Teen cites family as key to success
Valedictorian has busy, diverse life
This spring, Jared Attridge, 18, is graduating as a valedictorian from Deer Park High School with a 4.0 grade-point average and 40 college credits.
What’s more, he’s “very kind and friendly,” said Sherry Rollins, Deer Park’s registrar. “Jared is an amazing student.”
Attridge is a busy student.
“I am super involved in school,” he said, as well as in his church and community. “I’m in, like, tons of clubs.”
Attridge is serving as president in three school clubs. As executive president in the Associate Student Body, Attridge participated in a Christmas event for underprivileged local families, Night at the North Pole. Attridge enjoys seeing the kids’ reactions to the presents. “It just makes my heart feel good,” he said.

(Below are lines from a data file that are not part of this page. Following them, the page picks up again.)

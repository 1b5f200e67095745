//! Outbound microphone pipeline
//!
//! Each capture callback hands over one fixed window of 16 kHz mono float
//! samples. The window is encoded and sent immediately unless muted.

use crate::media::MediaSink;
use crate::pcm;
use std::rc::Rc;
use tracing::debug;

/// Encodes capture windows and forwards them to the open session.
#[derive(Default)]
pub struct CapturePipeline {
    muted: bool,
    sink: Option<Rc<dyn MediaSink>>,
    chunks_sent: u64,
    chunks_dropped: u64,
}

impl CapturePipeline {
    pub fn new() -> Self {
        Self::default()
    }

    pub fn set_muted(&mut self, muted: bool) {
        self.muted = muted;
    }

    pub fn is_muted(&self) -> bool {
        self.muted
    }

    /// Route future windows to `sink`.
    pub fn bind(&mut self, sink: Rc<dyn MediaSink>) {
        self.sink = Some(sink);
    }

    pub fn unbind(&mut self) {
        self.sink = None;
    }

    pub fn is_bound(&self) -> bool {
        self.sink.is_some()
    }

    /// Handle one capture callback. Returns whether a chunk went out.
    ///
    /// Muted windows are discarded before encoding.
    pub fn process(&mut self, window: &[f32]) -> bool {
        if self.muted || window.is_empty() {
            return false;
        }
        let Some(sink) = &self.sink else {
            return false;
        };

        match sink.send_realtime_input(pcm::encode_audio_blob(window)) {
            Ok(()) => {
                self.chunks_sent += 1;
                true
            }
            Err(e) => {
                self.chunks_dropped += 1;
                debug!("Dropped audio chunk: {}", e);
                false
            }
        }
    }

    pub fn chunks_sent(&self) -> u64 {
        self.chunks_sent
    }

    pub fn chunks_dropped(&self) -> u64 {
        self.chunks_dropped
    }
}

#[cfg(test)]
mod tests {
    use super::*;
    use crate::media::{MediaBlob, SendError};
    use std::cell::{Cell, RefCell};

    #[derive(Default)]
    struct RecordingSink {
        open: Cell<bool>,
        sent: RefCell<Vec<MediaBlob>>,
    }

    impl MediaSink for RecordingSink {
        fn send_realtime_input(&self, media: MediaBlob) -> Result<(), SendError> {
            if !self.open.get() {
                return Err(SendError::NotOpen);
            }
            self.sent.borrow_mut().push(media);
            Ok(())
        }
    }

    fn open_sink() -> Rc<RecordingSink> {
        let sink = Rc::new(RecordingSink::default());
        sink.open.set(true);
        sink
    }

    #[test]
    fn muted_ticks_send_nothing() {
        let sink = open_sink();
        let mut pipeline = CapturePipeline::new();
        pipeline.bind(sink.clone());
        let window = vec![0.25f32; 4096];

        pipeline.set_muted(true);
        assert!(pipeline.is_muted());
        for _ in 0..10 {
            assert!(!pipeline.process(&window));
        }
        assert!(sink.sent.borrow().is_empty());

        pipeline.set_muted(false);
        for _ in 0..10 {
            assert!(pipeline.process(&window));
        }
        assert_eq!(sink.sent.borrow().len(), 10);
        assert_eq!(pipeline.chunks_sent(), 10);
    }

    #[test]
    fn each_chunk_is_pcm16_of_the_window() {
        let sink = open_sink();
        let mut pipeline = CapturePipeline::new();
        pipeline.bind(sink.clone());

        pipeline.process(&[0.5, -0.5]);
        let sent = sink.sent.borrow();
        assert_eq!(sent[0].mime_type, "audio/pcm;rate=16000");
        assert_eq!(sent[0], pcm::encode_audio_blob(&[0.5, -0.5]));
    }

    #[test]
    fn closed_channel_drops_without_queueing() {
        let sink = Rc::new(RecordingSink::default());
        let mut pipeline = CapturePipeline::new();
        pipeline.bind(sink.clone());

        assert!(!pipeline.process(&[0.1; 16]));
        assert!(!pipeline.process(&[0.1; 16]));
        assert_eq!(pipeline.chunks_dropped(), 2);

        // reopening does not replay dropped chunks
        sink.open.set(true);
        assert!(pipeline.process(&[0.1; 16]));
        assert_eq!(sink.sent.borrow().len(), 1);
    }

    #[test]
    fn unbound_pipeline_is_silent() {
        let mut pipeline = CapturePipeline::new();
        assert!(!pipeline.is_bound());
        assert!(!pipeline.process(&[0.3; 8]));
        assert_eq!(pipeline.chunks_dropped(), 0);

        let sink = open_sink();
        pipeline.bind(sink.clone());
        assert!(pipeline.is_bound());
        pipeline.unbind();
        assert!(!pipeline.is_bound());
        assert!(!pipeline.process(&[0.3; 8]));
        assert!(sink.sent.borrow().is_empty());
    }
}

“I love it. I love helping people,” he said. “Most of the clubs and stuff I’m a part of, I do it because I just love seeing the people’s reactions on their faces, when they see the service you’ve done for them, and how happy they are.”

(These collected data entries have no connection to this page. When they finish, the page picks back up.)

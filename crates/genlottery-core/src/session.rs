//! Session orchestration — one user request in, one display payload out.
//!
//! The [`Session`] state machine interprets a requested action (generate,
//! show saved, delete) against the rule table, generator, and store, and
//! emits a [`DisplayPayload`] for whichever output surface is active. It
//! returns to [`SessionState::AwaitInput`] after each request; the input
//! surface moves it to [`SessionState::Done`] when the user quits.

use chrono::Utc;
use thiserror::Error;
use tracing::debug;

use crate::draw::{DrawLine, draw_many};
use crate::rules::{LotteryType, MAX_LINES, MIN_LINES};
use crate::store::{DeleteOutcome, ResultStore, SavedBatch, StoreError};

/// Display format for the saved-on timestamp.
pub const DATE_FORMAT: &str = "%A %d %B %Y at %X %Z";

// ── Requests ────────────────────────────────────────────────────────

/// What the user asked for.
#[derive(Debug, Clone, Copy, PartialEq, Eq)]
pub enum SessionAction {
    /// Generate fresh lines, optionally persisting them.
    Generate { save: bool },
    /// Display the previously saved batch.
    ShowSaved,
    /// Delete the saved batch.
    Delete,
}

/// One complete user request, gathered by the input surface.
#[derive(Debug, Clone, Copy, PartialEq, Eq)]
pub struct SessionRequest {
    pub action: SessionAction,
    pub lottery_type: LotteryType,
    pub lines: usize,
}

// ── States & outputs ────────────────────────────────────────────────

#[derive(Debug, Clone, Copy, PartialEq, Eq, Default)]
pub enum SessionState {
    /// Waiting for the next user request.
    #[default]
    AwaitInput,
    Generate,
    ShowSaved,
    Delete,
    /// Terminal: the input surface signalled termination.
    Done,
}

/// What the output surface shows after a request: the game, a
/// human-readable message, and zero or more result lines. The line index
/// is the vector index.
#[derive(Debug, Clone, PartialEq, Eq)]
pub struct DisplayPayload {
    pub lottery_type: LotteryType,
    pub message: String,
    pub results: Vec<DrawLine>,
}

impl DisplayPayload {
    fn message_only(lottery_type: LotteryType, message: impl Into<String>) -> Self {
        Self {
            lottery_type,
            message: message.into(),
            results: Vec::new(),
        }
    }
}

#[derive(Debug, Error)]
pub enum SessionError {
    /// Recoverable: the input surface re-prompts with the message.
    #[error("{lines} lines is invalid. The valid range is {MIN_LINES}-{MAX_LINES}")]
    InvalidLineCount { lines: usize },

    /// Store I/O failure; reported to the user, the session continues.
    #[error(transparent)]
    Store(#[from] StoreError),
}

// ── Orchestrator ────────────────────────────────────────────────────

/// Interprets user requests against the generator and the store.
pub struct Session {
    store: ResultStore,
    state: SessionState,
}

impl Session {
    pub fn new(store: ResultStore) -> Self {
        Self {
            store,
            state: SessionState::AwaitInput,
        }
    }

    pub fn state(&self) -> SessionState {
        self.state
    }

    /// The store this session operates on.
    pub fn store(&self) -> &ResultStore {
        &self.store
    }

    /// Mark the session terminated (user cancelled or closed the surface).
    pub fn finish(&mut self) {
        self.state = SessionState::Done;
    }

    /// Handle one request, returning to `AwaitInput` afterwards.
    ///
    /// Errors are recoverable at the session level: validation failures
    /// re-prompt, store failures are surfaced as a message.
    pub fn handle(&mut self, request: &SessionRequest) -> Result<DisplayPayload, SessionError> {
        debug!(?request, "handling session request");
        let result = match request.action {
            SessionAction::Generate { save } => {
                self.state = SessionState::Generate;
                self.generate(request.lottery_type, request.lines, save)
            }
            SessionAction::ShowSaved => {
                self.state = SessionState::ShowSaved;
                self.show_saved(request.lottery_type)
            }
            SessionAction::Delete => {
                self.state = SessionState::Delete;
                self.delete(request.lottery_type)
            }
        };
        self.state = SessionState::AwaitInput;
        result
    }

    /// Generate `lines` fresh lines, persisting them unless asked not to.
    fn generate(
        &self,
        lottery_type: LotteryType,
        lines: usize,
        save: bool,
    ) -> Result<DisplayPayload, SessionError> {
        if !(MIN_LINES..=MAX_LINES).contains(&lines) {
            return Err(SessionError::InvalidLineCount { lines });
        }

        let rule = lottery_type.rule();
        let results = draw_many(&rule, lines);

        let message = if save {
            let batch = SavedBatch {
                created_at: Utc::now(),
                lottery_type,
                line_count: lines,
                lines: results.clone(),
            };
            self.store.save(&batch)?;
            format!("The numbers have been saved and {lines} lines were generated")
        } else {
            "These generated numbers have not been saved".to_string()
        };

        Ok(DisplayPayload {
            lottery_type,
            message,
            results,
        })
    }

    /// Load and re-display the saved batch, if there is one.
    fn show_saved(&self, lottery_type: LotteryType) -> Result<DisplayPayload, SessionError> {
        match self.store.load(lottery_type) {
            Ok(batch) => Ok(DisplayPayload {
                lottery_type,
                message: format!("Saved on {}", batch.created_at.format(DATE_FORMAT)),
                results: batch.lines,
            }),
            // A missing file is a user-facing message, not a failure
            Err(StoreError::NotFound { .. }) => Ok(DisplayPayload::message_only(
                lottery_type,
                format!(
                    "{lottery_type} file <{}> is missing",
                    self.store.path_for(lottery_type).display()
                ),
            )),
            Err(err) => Err(err.into()),
        }
    }

    /// Delete the saved batch, reporting either outcome.
    fn delete(&self, lottery_type: LotteryType) -> Result<DisplayPayload, SessionError> {
        let path = self.store.path_for(lottery_type);
        let verdict = match self.store.delete(lottery_type)? {
            DeleteOutcome::Deleted => "deleted",
            DeleteOutcome::NotFound => "not found",
        };
        Ok(DisplayPayload::message_only(
            lottery_type,
            format!("File: <{}> was {verdict}", path.display()),
        ))
    }
}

Attridge also enjoys participating in sports. During the winter months, he plays basketball and he plays offense on the varsity soccer team. “I made varsity as a freshman, it’s been one of my passions,” Attridge said.

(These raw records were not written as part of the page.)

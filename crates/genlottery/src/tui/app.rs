//! The form app — gather one request, run it, show the outcome.
//!
//! This is the interactive input surface for the session orchestrator:
//! a single form (game type, line count, save toggle) with three actions
//! (generate, show saved, delete). Results and messages render as
//! overlays; Enter/Esc returns to the form for the next request, and
//! quitting the form terminates the session.

use std::time::Duration;

use color_eyre::eyre::Result;
use crossterm::event::{KeyCode, KeyEvent, KeyModifiers};
use ratatui::{
    Frame,
    layout::{Alignment, Constraint, Layout, Rect},
    style::{Modifier, Style},
    text::{Line, Span},
    widgets::{Block, BorderType, Borders, Paragraph, Wrap},
};
use strum::IntoEnumIterator;
use tracing::{debug, info};

use genlottery_core::{
    DisplayPayload, LotteryType, MAX_LINES, MIN_LINES, Session, SessionAction, SessionError,
    SessionRequest,
};

use super::Tui;
use super::event::{Event, EventReader};
use super::theme;

// ── State types ─────────────────────────────────────────────────────

#[derive(Debug, Clone, Copy, PartialEq, Eq)]
enum Field {
    Type,
    Lines,
    Save,
}

impl Field {
    fn next(self) -> Self {
        match self {
            Self::Type => Self::Lines,
            Self::Lines => Self::Save,
            Self::Save => Self::Type,
        }
    }

    fn prev(self) -> Self {
        match self {
            Self::Type => Self::Save,
            Self::Lines => Self::Type,
            Self::Save => Self::Lines,
        }
    }
}

/// What the surface is currently showing.
enum View {
    /// The input form (session `AwaitInput`).
    Form,
    /// Generated or reloaded lines plus the session message.
    Results(DisplayPayload),
    /// A message-only outcome (delete verdicts, missing file, store errors).
    Message(String),
}

// ── App ─────────────────────────────────────────────────────────────

/// Form state and event loop.
pub struct FormApp {
    session: Session,
    types: Vec<LotteryType>,
    type_index: usize,
    lines_input: String,
    save: bool,
    focus: Field,
    error: Option<String>,
    view: View,
    running: bool,
}

impl FormApp {
    /// Build the form with defaults resolved from flags and config.
    pub fn new(session: Session, lottery_type: LotteryType, lines: usize, save: bool) -> Self {
        let types: Vec<LotteryType> = LotteryType::iter().collect();
        let type_index = types.iter().position(|&t| t == lottery_type).unwrap_or(0);

        Self {
            session,
            types,
            type_index,
            lines_input: lines.to_string(),
            save,
            focus: Field::Type,
            error: None,
            view: View::Form,
            running: true,
        }
    }

    /// Run the form loop until the user quits.
    pub fn run(&mut self, tui: &mut Tui) -> Result<()> {
        let events = EventReader::new(Duration::from_millis(250));
        info!("form surface started");

        while self.running {
            tui.draw(|frame| self.render(frame))?;
            match events.next()? {
                Event::Key(key) => self.handle_key(key),
                Event::Resize(..) | Event::Tick => {}
            }
        }

        self.session.finish();
        info!("form surface ended");
        Ok(())
    }

    fn selected_type(&self) -> LotteryType {
        self.types[self.type_index]
    }

    // ── Input handling ──────────────────────────────────────────────

    fn handle_key(&mut self, key: KeyEvent) {
        if key.code == KeyCode::Char('c') && key.modifiers.contains(KeyModifiers::CONTROL) {
            self.running = false;
            return;
        }

        match self.view {
            View::Form => self.handle_form_key(key),
            View::Results(_) | View::Message(_) => {
                if matches!(key.code, KeyCode::Enter | KeyCode::Esc | KeyCode::Char(' ')) {
                    self.view = View::Form;
                }
            }
        }
    }

    fn handle_form_key(&mut self, key: KeyEvent) {
        match key.code {
            KeyCode::Esc | KeyCode::Char('q') => self.running = false,

            KeyCode::Tab | KeyCode::Down => self.focus = self.focus.next(),
            KeyCode::BackTab | KeyCode::Up => self.focus = self.focus.prev(),

            KeyCode::Left if self.focus == Field::Type => {
                self.type_index = (self.type_index + self.types.len() - 1) % self.types.len();
            }
            KeyCode::Right if self.focus == Field::Type => {
                self.type_index = (self.type_index + 1) % self.types.len();
            }

            KeyCode::Backspace if self.focus == Field::Lines => {
                self.lines_input.pop();
            }
            KeyCode::Char(c) if self.focus == Field::Lines && c.is_ascii_digit() => {
                // MAX_LINES is three digits; anything longer is noise
                if self.lines_input.len() < 3 {
                    self.lines_input.push(c);
                }
            }

            KeyCode::Char(' ') if self.focus == Field::Save => self.save = !self.save,

            KeyCode::Enter | KeyCode::Char('g') => {
                self.dispatch(SessionAction::Generate { save: self.save });
            }
            KeyCode::Char('p') => self.dispatch(SessionAction::ShowSaved),
            KeyCode::Char('d') => self.dispatch(SessionAction::Delete),

            _ => {}
        }
    }

    /// Run one session request and route the outcome to a view.
    fn dispatch(&mut self, action: SessionAction) {
        self.error = None;

        let lines = match self.lines_input.parse::<usize>() {
            Ok(n) => n,
            Err(_) if matches!(action, SessionAction::Generate { .. }) => {
                self.error = Some(format!("Enter a line count ({MIN_LINES}-{MAX_LINES})"));
                return;
            }
            // Show/delete don't need a count
            Err(_) => MIN_LINES,
        };

        let request = SessionRequest {
            action,
            lottery_type: self.selected_type(),
            lines,
        };
        debug!(?request, "form dispatch");

        match self.session.handle(&request) {
            Ok(payload) if payload.results.is_empty() => {
                self.view = View::Message(payload.message);
            }
            Ok(payload) => self.view = View::Results(payload),
            // Recoverable: show the message inline and re-prompt
            Err(err @ SessionError::InvalidLineCount { .. }) => {
                self.error = Some(err.to_string());
            }
            // Store failure: report it, the session continues
            Err(err) => self.view = View::Message(format!("Error: {err}")),
        }
    }

    // ── Rendering ───────────────────────────────────────────────────

    fn render(&self, frame: &mut Frame) {
        let area = frame.area();
        let panel = centered_panel(frame, area, "Lottery number Generator");

        match &self.view {
            View::Form => self.render_form(frame, panel),
            View::Results(payload) => render_results(frame, panel, payload),
            View::Message(message) => render_message(frame, panel, message),
        }
    }

    fn render_form(&self, frame: &mut Frame, area: Rect) {
        let layout = Layout::vertical([
            Constraint::Length(4), // type
            Constraint::Length(4), // lines
            Constraint::Length(2), // save toggle
            Constraint::Min(1),    // spacer
            Constraint::Length(1), // error
            Constraint::Length(2), // hints
        ])
        .split(area);

        self.render_type_field(frame, layout[0]);
        self.render_lines_field(frame, layout[1]);
        self.render_save_field(frame, layout[2]);

        if let Some(ref err) = self.error {
            frame.render_widget(
                Paragraph::new(Span::styled(err.as_str(), Style::default().fg(theme::ERROR)))
                    .alignment(Alignment::Center),
                layout[4],
            );
        }

        let hints = vec![
            Line::from(Span::styled(
                "Tab field  \u{2190}/\u{2192} game  Space save on/off",
                theme::key_hint(),
            )),
            Line::from(Span::styled(
                "Enter/g generate  p show saved  d delete  q quit",
                theme::key_hint(),
            )),
        ];
        frame.render_widget(
            Paragraph::new(hints).alignment(Alignment::Center),
            layout[5],
        );
    }

    fn render_type_field(&self, frame: &mut Frame, area: Rect) {
        let focused = self.focus == Field::Type;
        let value = Line::from(vec![
            Span::styled("\u{25C2} ", theme::field_border(focused)),
            Span::styled(
                self.selected_type().as_str(),
                Style::default()
                    .fg(theme::ACCENT)
                    .add_modifier(Modifier::BOLD),
            ),
            Span::styled(" \u{25B8}", theme::field_border(focused)),
        ]);
        render_field(frame, area, "Lottery type", value, focused);
    }

    fn render_lines_field(&self, frame: &mut Frame, area: Rect) {
        let focused = self.focus == Field::Lines;
        let text = if focused {
            format!("{}\u{2588}", self.lines_input)
        } else {
            self.lines_input.clone()
        };
        let value = Line::from(Span::styled(text, Style::default().fg(theme::ACCENT)));
        render_field(frame, area, "Lines to generate", value, focused);
    }

    fn render_save_field(&self, frame: &mut Frame, area: Rect) {
        let focused = self.focus == Field::Save;
        let marker = if self.save { "[x]" } else { "[ ]" };
        let line = Line::from(vec![
            Span::styled(marker, theme::field_label(focused)),
            Span::styled(" Save the generated numbers", theme::field_label(focused)),
        ]);
        frame.render_widget(Paragraph::new(line), area);
    }
}

// ── Shared rendering helpers ────────────────────────────────────────

/// Draw the bordered, centered panel all views live in; returns its
/// inner area.
fn centered_panel(frame: &mut Frame, area: Rect, title: &str) -> Rect {
    let panel_w = 56u16.min(area.width.saturating_sub(2));
    let panel_h = 20u16.min(area.height.saturating_sub(1));
    let x = (area.width.saturating_sub(panel_w)) / 2;
    let y = (area.height.saturating_sub(panel_h)) / 2;
    let panel = Rect::new(area.x + x, area.y + y, panel_w, panel_h);

    let block = Block::default()
        .title(Line::from(vec![
            Span::raw(" "),
            Span::styled(title.to_string(), theme::title()),
            Span::raw(" "),
        ]))
        .title_alignment(Alignment::Center)
        .borders(Borders::ALL)
        .border_type(BorderType::Rounded)
        .border_style(Style::default().fg(theme::HIGHLIGHT));

    let inner = block.inner(panel);
    frame.render_widget(block, panel);

    // One cell of breathing room inside the border
    Rect::new(
        inner.x + 2,
        inner.y + 1,
        inner.width.saturating_sub(4),
        inner.height.saturating_sub(2),
    )
}

/// A labelled single-value field with a focus-aware border.
fn render_field(frame: &mut Frame, area: Rect, label: &str, value: Line, focused: bool) {
    if area.height < 4 {
        return;
    }

    frame.render_widget(
        Paragraph::new(Span::styled(label, theme::field_label(focused))),
        Rect::new(area.x, area.y, area.width, 1),
    );

    let block = Block::default()
        .borders(Borders::ALL)
        .border_type(BorderType::Rounded)
        .border_style(theme::field_border(focused));
    let block_area = Rect::new(area.x, area.y + 1, area.width, 3);
    let inner = block.inner(block_area);
    frame.render_widget(block, block_area);
    frame.render_widget(Paragraph::new(value), inner);
}

fn render_results(frame: &mut Frame, area: Rect, payload: &DisplayPayload) {
    let layout = Layout::vertical([
        Constraint::Length(2), // game name
        Constraint::Min(1),    // lines
        Constraint::Length(2), // message
        Constraint::Length(1), // hint
    ])
    .split(area);

    frame.render_widget(
        Paragraph::new(Span::styled(
            payload.lottery_type.as_str(),
            theme::title(),
        ))
        .alignment(Alignment::Center),
        layout[0],
    );

    let lines: Vec<Line> = payload
        .results
        .iter()
        .enumerate()
        .map(|(index, line)| {
            Line::from(vec![
                Span::styled(
                    format!("Line {}: ", index + 1),
                    Style::default().fg(theme::TEXT),
                ),
                Span::styled(line.to_string(), Style::default().fg(theme::ACCENT)),
            ])
        })
        .collect();
    frame.render_widget(Paragraph::new(lines).alignment(Alignment::Center), layout[1]);

    frame.render_widget(
        Paragraph::new(Span::styled(
            payload.message.as_str(),
            Style::default().fg(theme::SUCCESS),
        ))
        .alignment(Alignment::Center)
        .wrap(Wrap { trim: true }),
        layout[2],
    );

    frame.render_widget(
        Paragraph::new(Span::styled("Enter to continue", theme::key_hint()))
            .alignment(Alignment::Center),
        layout[3],
    );
}

fn render_message(frame: &mut Frame, area: Rect, message: &str) {
    let layout = Layout::vertical([
        Constraint::Min(1),    // message
        Constraint::Length(1), // hint
    ])
    .split(area);

    frame.render_widget(
        Paragraph::new(Span::styled(message, Style::default().fg(theme::TEXT)))
            .alignment(Alignment::Center)
            .wrap(Wrap { trim: true }),
        layout[0],
    );

    frame.render_widget(
        Paragraph::new(Span::styled("Enter to continue", theme::key_hint()))
            .alignment(Alignment::Center),
        layout[1],
    );
}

He participates in Future Farmers of America as president of the local chapter, participates in competitions and raises pigs with a younger sister to sell at the Clayton Community Fair. Attridge recently competed in two regional public speaking contests and qualified for state. “It’s really competitive to make it to state in FFA,” he said.
Attridge’s success can be partly attributed to his supportive family; he’s the third youngest of seven siblings.
“My whole life has been doing family things together and being close. I couldn’t see it any other way,” Attridge said.
After graduating, Attridge is taking two years off from school to go on a church mission. He then hopes to go to college and get a degree in a science or medical field – he has excelled in anatomy, physics and calculus. “Maybe pharmacy, or a pediatrician, something like that,” he said.
Attridge has been awarded scholarships from the Elk Foundation on a local, state and national scale and is a finalist for the Washington State Scholars and Spokane Scholars programs. Attridge also plans on leveraging 40 college credits he has taken. “That’s a lot of money I don’t have to pay for!” he said.